• [WHAT NEEDS TO BE DONE] Your answer must consist solely of the lines from the start of the entries below through the line with "an operator expects.", unchanged.
---
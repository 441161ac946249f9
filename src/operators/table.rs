use lazy_static::lazy_static;
use std::{
    collections::{HashMap, HashSet},
    fmt::Display,
};

use crate::{
    errors::errors::{Error, ErrorImpl},
    Position,
};

/// Shape of a single operand an operator expects.
#[derive(Debug, Clone, Copy, PartialEq, Eq, Hash)]
pub enum OperandKind {
    List,
    Expr,
    Array,
    Matrix,
    Vector,
    Variable,
}

#[derive(Debug, Clone, Copy, PartialEq, Eq, Hash)]
pub enum OpType {
    Niladic,
    Monadic,
    Dyadic,
}

impl Display for OpType {
    fn fmt(&self, f: &mut std::fmt::Formatter<'_>) -> std::fmt::Result {
        let name = match self {
            OpType::Niladic => "NILADIC",
            OpType::Monadic => "MONADIC",
            OpType::Dyadic => "DYADIC",
        };
        write!(f, "{}", name)
    }
}

#[derive(Debug, Clone, Copy, PartialEq, Eq)]
pub struct OperatorSpec {
    pub name: &'static str,
    pub precedence: i16,
    pub argument_shape: &'static [OperandKind],
}

pub const BRACKET_PRECEDENCE: i16 = 377;
pub const PAREN_PRECEDENCE: i16 = 376;
pub const ASSIGNMENT_PRECEDENCE: i16 = 0;
pub const NO_PRECEDENCE: i16 = -1;

impl OperatorSpec {
    /// Precedence for shift/reduce comparisons. Informational entries have none.
    pub fn binding_precedence(&self) -> Option<i16> {
        if self.precedence == NO_PRECEDENCE {
            None
        } else {
            Some(self.precedence)
        }
    }

    pub fn op_type(&self) -> Result<OpType, Error> {
        op_type_of(self.argument_shape)
    }
}

use OperandKind::{Array, Expr, List, Matrix, Variable, Vector};

macro_rules! op {
    ($name:literal, $precedence:expr, [$($arg:expr),*]) => {
        OperatorSpec { name: $name, precedence: $precedence, argument_shape: &[$($arg),*] }
    };
}

pub static OP_TABLE: &[OperatorSpec] = &[
    op!("[", BRACKET_PRECEDENCE, [List]),
    op!("]", BRACKET_PRECEDENCE, [List]),
    op!("(", PAREN_PRECEDENCE, [Expr]),
    op!(")", PAREN_PRECEDENCE, [Expr]),
    op!("+", 20, [Array]),
    op!("-", 20, [Array]),
    op!("*", 20, [Array]),
    op!("%", 20, [Array]),

    op!("ABS", 20, [Array]),
    op!("ARCTAN", 20, [Array]),
    op!("TAN", 20, [Array]),
    op!("CEILING", 20, [Array]),
    op!("COS", 20, [Array]),
    op!("FLOOR", 20, [Array]),
    op!("GRADEDOWN", 20, [Matrix]),
    op!("GRADEUP", 20, [Matrix]),
    op!("GRADEDOWN", 20, [Vector]),
    op!("GRADEUP", 20, [Vector]),
    op!("LN", 20, [Array]),
    op!("NOT", 20, [Array]),

    op!("LOGBASE", 17, [Array, Array]),
    op!("POWER", 17, [Array, Array]),

    op!("*", 16, [Expr, Expr]),
    op!("%", 16, [Expr, Expr]),
    op!("MAX", 16, [Array, Array]),
    op!("MIN", 16, [Array, Array]),
    op!("MOD", 16, [Array, Array]),

    op!("+", 15, [Array, Array]),
    op!("-", 15, [Array, Array]),

    op!("=", 13, [Array, Array]),
    op!("<", 13, [Array, Array]),
    op!(">", 13, [Array, Array]),
    op!("<=", 13, [Array, Array]),
    op!(">=", 13, [Array, Array]),
    op!("<>", 13, [Array, Array]),
    op!("EQ", 13, [Array, Array]),
    op!("GEQ", 13, [Array, Array]),
    op!("GT", 13, [Array, Array]),
    op!("IN", 13, [Array, Vector]),
    op!("LEQ", 13, [Array, Array]),
    op!("NEQ", 13, [Array, Array]),

    op!("OR", 12, [Array, Array]),
    op!("XOR", 12, [Array, Array]),
    op!("NOR", 12, [Array, Array]),

    op!("NAND", 11, [Array, Array]),
    op!("AND", 11, [Array, Array]),

    // IOTA takes <n>, <n> <m> or <n> <step> <m>
    op!("IOTA", 10, [Array]),
    op!("LENGTH", 10, [List]),
    op!("SHAPE", 10, [Array]),
    op!("SIZE", 10, [Array]),
    op!(",", 10, [Array]),
    op!("RANK", 10, [Array]),

    op!("RESHAPE", 7, [Vector, Array]),
    op!("INDEXOF", 7, [Vector, Array]),
    op!(",", 6, [Vector, Vector]),
    op!(";", 5, [List, List]),
    op!(":=", ASSIGNMENT_PRECEDENCE, [Variable, Expr]),

    op!("TYPEOF", NO_PRECEDENCE, [Array]),
    op!("SORT", NO_PRECEDENCE, [Vector]),
    op!("SORTDOWN", NO_PRECEDENCE, [Vector]),
    op!("SORT", NO_PRECEDENCE, [Matrix]),
    op!("SORTDOWN", NO_PRECEDENCE, [Matrix]),
    op!("EXP", NO_PRECEDENCE, [Array]),
    op!("PI", NO_PRECEDENCE, [Array]),
    op!("INDICES_OF", NO_PRECEDENCE, [Array, Array]),
    op!("MIN_MAX", NO_PRECEDENCE, [Array]),
    op!("BITAND", NO_PRECEDENCE, [Vector, Vector]),
    op!("BITOR", NO_PRECEDENCE, [Vector, Vector]),
    op!("BITXOR", NO_PRECEDENCE, [Vector, Vector]),
];

pub const MODES: &[&str] = &["LOGICAL", "INTEGER", "INTEGER2", "REAL", "REAL2", "CHAR"];
pub const FLOWS: &[&str] = &[
    "IF", "THEN", "ELIF", "ELSE", "ENDIF", "GOTO",
    "DO", "WHILE", "UNTIL", "ENDDO", "SWITCH", "ENDSWITCH",
    "CASE", "OF", "OUT", "ENDSUB",
];
pub const METHOD_KINDS: &[&str] = &["FUNCTION", "PROCEDURE"];
pub const METHOD_ARGTYPES: &[&str] = &["NILADIC", "MONADIC", "DYADIC"];
pub const STORAGE_CLASSES: &[&str] = &["EXTERNAL", "LOCAL", "GLOBAL"];

lazy_static! {
    static ref SPEC_LOOKUP: HashMap<&'static str, Vec<&'static OperatorSpec>> = {
        let mut map: HashMap<&'static str, Vec<&'static OperatorSpec>> = HashMap::new();
        for spec in OP_TABLE {
            map.entry(spec.name).or_default().push(spec);
        }
        map
    };

    static ref RESERVED_LOOKUP: HashSet<&'static str> = {
        let mut set = HashSet::new();
        for group in [FLOWS, STORAGE_CLASSES, METHOD_KINDS, METHOD_ARGTYPES, MODES] {
            set.extend(group.iter().copied());
        }
        set
    };
}

/// Every table entry registered under `name`, in table order.
pub fn specs_of(name: &str) -> Option<&'static [&'static OperatorSpec]> {
    SPEC_LOOKUP.get(name).map(|specs| specs.as_slice())
}

pub fn arg_specs_of(name: &str) -> Option<Vec<&'static [OperandKind]>> {
    specs_of(name).map(|specs| specs.iter().map(|spec| spec.argument_shape).collect())
}

/// Argument shapes of a name: a single shape when registered once,
/// otherwise one shape per overload.
#[derive(Debug, Clone, PartialEq, Eq)]
pub enum ArgTypes {
    Single(&'static [OperandKind]),
    Overloaded(Vec<&'static [OperandKind]>),
}

pub fn arg_types(name: &str) -> Option<ArgTypes> {
    let shapes = arg_specs_of(name)?;
    if shapes.len() == 1 {
        return Some(ArgTypes::Single(shapes[0]));
    }
    Some(ArgTypes::Overloaded(shapes))
}

pub fn op_type_of(shape: &[OperandKind]) -> Result<OpType, Error> {
    match shape.len() {
        0 => Ok(OpType::Niladic),
        1 => Ok(OpType::Monadic),
        2 => Ok(OpType::Dyadic),
        length => Err(Error::new(ErrorImpl::InvalidArgumentShape { length }, Position::null())),
    }
}

pub fn op_types_of(name: &str) -> Option<Result<Vec<OpType>, Error>> {
    specs_of(name).map(|specs| specs.iter().map(|spec| spec.op_type()).collect())
}

/// Operator names in first-appearance order, without duplicates.
pub fn all_op_keys() -> Vec<&'static str> {
    let mut seen = HashSet::new();
    OP_TABLE
        .iter()
        .map(|spec| spec.name)
        .filter(|name| seen.insert(*name))
        .collect()
}

pub fn is_operator(name: &str) -> bool {
    SPEC_LOOKUP.contains_key(name)
}

pub fn is_flow_keyword(name: &str) -> bool {
    FLOWS.contains(&name)
}

pub fn is_reserved(name: &str) -> bool {
    RESERVED_LOOKUP.contains(name)
}

pub fn is_multi_operator(name: &str) -> bool {
    specs_of(name).is_some_and(|specs| specs.len() == 2)
}

pub fn multi_operators() -> Vec<&'static str> {
    all_op_keys()
        .into_iter()
        .filter(|name| is_multi_operator(name))
        .collect()
}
---
• [SOLUTION TO THIS PROBLEM]
repository 441161ac946249f9
filename src/operators/table.rs
use lazy_static::lazy_static;
use std::{
    collections::{HashMap, HashSet},
    fmt::Display,
};

use crate::{
    errors::errors::{Error, ErrorImpl},
    Position,
};

/// Shape of a single operand an operator expects.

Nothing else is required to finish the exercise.